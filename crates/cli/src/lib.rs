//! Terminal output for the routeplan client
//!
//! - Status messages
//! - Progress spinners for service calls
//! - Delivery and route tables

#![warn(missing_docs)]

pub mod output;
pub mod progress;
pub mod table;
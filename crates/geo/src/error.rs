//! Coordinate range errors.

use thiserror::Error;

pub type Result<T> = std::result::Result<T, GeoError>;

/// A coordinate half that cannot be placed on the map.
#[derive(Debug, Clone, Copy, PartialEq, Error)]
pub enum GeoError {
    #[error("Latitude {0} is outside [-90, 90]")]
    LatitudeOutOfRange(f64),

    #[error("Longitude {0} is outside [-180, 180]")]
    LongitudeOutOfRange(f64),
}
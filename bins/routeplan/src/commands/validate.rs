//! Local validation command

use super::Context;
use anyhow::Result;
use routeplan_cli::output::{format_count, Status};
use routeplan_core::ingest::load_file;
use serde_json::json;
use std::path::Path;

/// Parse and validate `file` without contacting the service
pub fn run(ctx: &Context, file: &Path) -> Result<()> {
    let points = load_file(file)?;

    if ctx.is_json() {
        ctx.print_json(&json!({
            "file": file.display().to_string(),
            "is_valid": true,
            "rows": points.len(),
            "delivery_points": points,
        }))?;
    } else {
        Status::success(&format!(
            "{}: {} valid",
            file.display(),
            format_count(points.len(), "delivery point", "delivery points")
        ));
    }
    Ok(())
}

====

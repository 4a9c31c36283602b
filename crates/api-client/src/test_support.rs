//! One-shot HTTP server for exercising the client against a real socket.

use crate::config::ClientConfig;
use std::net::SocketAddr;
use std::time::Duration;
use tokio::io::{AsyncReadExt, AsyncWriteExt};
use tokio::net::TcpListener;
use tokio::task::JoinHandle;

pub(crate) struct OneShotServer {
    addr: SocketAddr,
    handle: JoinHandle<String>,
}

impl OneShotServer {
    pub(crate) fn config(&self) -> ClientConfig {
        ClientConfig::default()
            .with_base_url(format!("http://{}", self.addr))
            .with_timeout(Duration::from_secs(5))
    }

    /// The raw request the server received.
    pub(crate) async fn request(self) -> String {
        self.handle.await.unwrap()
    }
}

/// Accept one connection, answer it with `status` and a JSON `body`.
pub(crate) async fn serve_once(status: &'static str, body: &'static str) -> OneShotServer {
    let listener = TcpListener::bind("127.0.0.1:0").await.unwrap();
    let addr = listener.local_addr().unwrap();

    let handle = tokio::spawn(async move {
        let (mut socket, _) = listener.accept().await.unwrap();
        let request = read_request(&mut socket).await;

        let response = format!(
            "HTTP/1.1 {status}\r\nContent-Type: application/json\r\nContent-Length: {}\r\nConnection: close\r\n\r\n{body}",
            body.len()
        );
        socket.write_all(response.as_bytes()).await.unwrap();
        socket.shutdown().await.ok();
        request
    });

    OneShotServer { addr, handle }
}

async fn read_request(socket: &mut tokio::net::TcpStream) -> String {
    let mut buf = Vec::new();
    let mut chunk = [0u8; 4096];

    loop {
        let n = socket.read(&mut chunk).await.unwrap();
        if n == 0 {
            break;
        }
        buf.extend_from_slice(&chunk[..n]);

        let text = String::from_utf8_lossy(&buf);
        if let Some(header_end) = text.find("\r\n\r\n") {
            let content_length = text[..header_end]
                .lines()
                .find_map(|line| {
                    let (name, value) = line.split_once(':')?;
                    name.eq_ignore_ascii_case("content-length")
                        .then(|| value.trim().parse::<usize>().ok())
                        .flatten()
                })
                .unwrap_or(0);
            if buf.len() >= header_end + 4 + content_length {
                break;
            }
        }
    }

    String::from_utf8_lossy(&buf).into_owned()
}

====

◆ WHAT IS BEING ASKED ◆
Using the listing above, show each line holding the string "chunk".

◆ ANSWER SECTION ◆
    let mut chunk = [0u8; 4096];
        let n = socket.read(&mut chunk).await.unwrap();
        buf.extend_from_slice(&chunk[..n]);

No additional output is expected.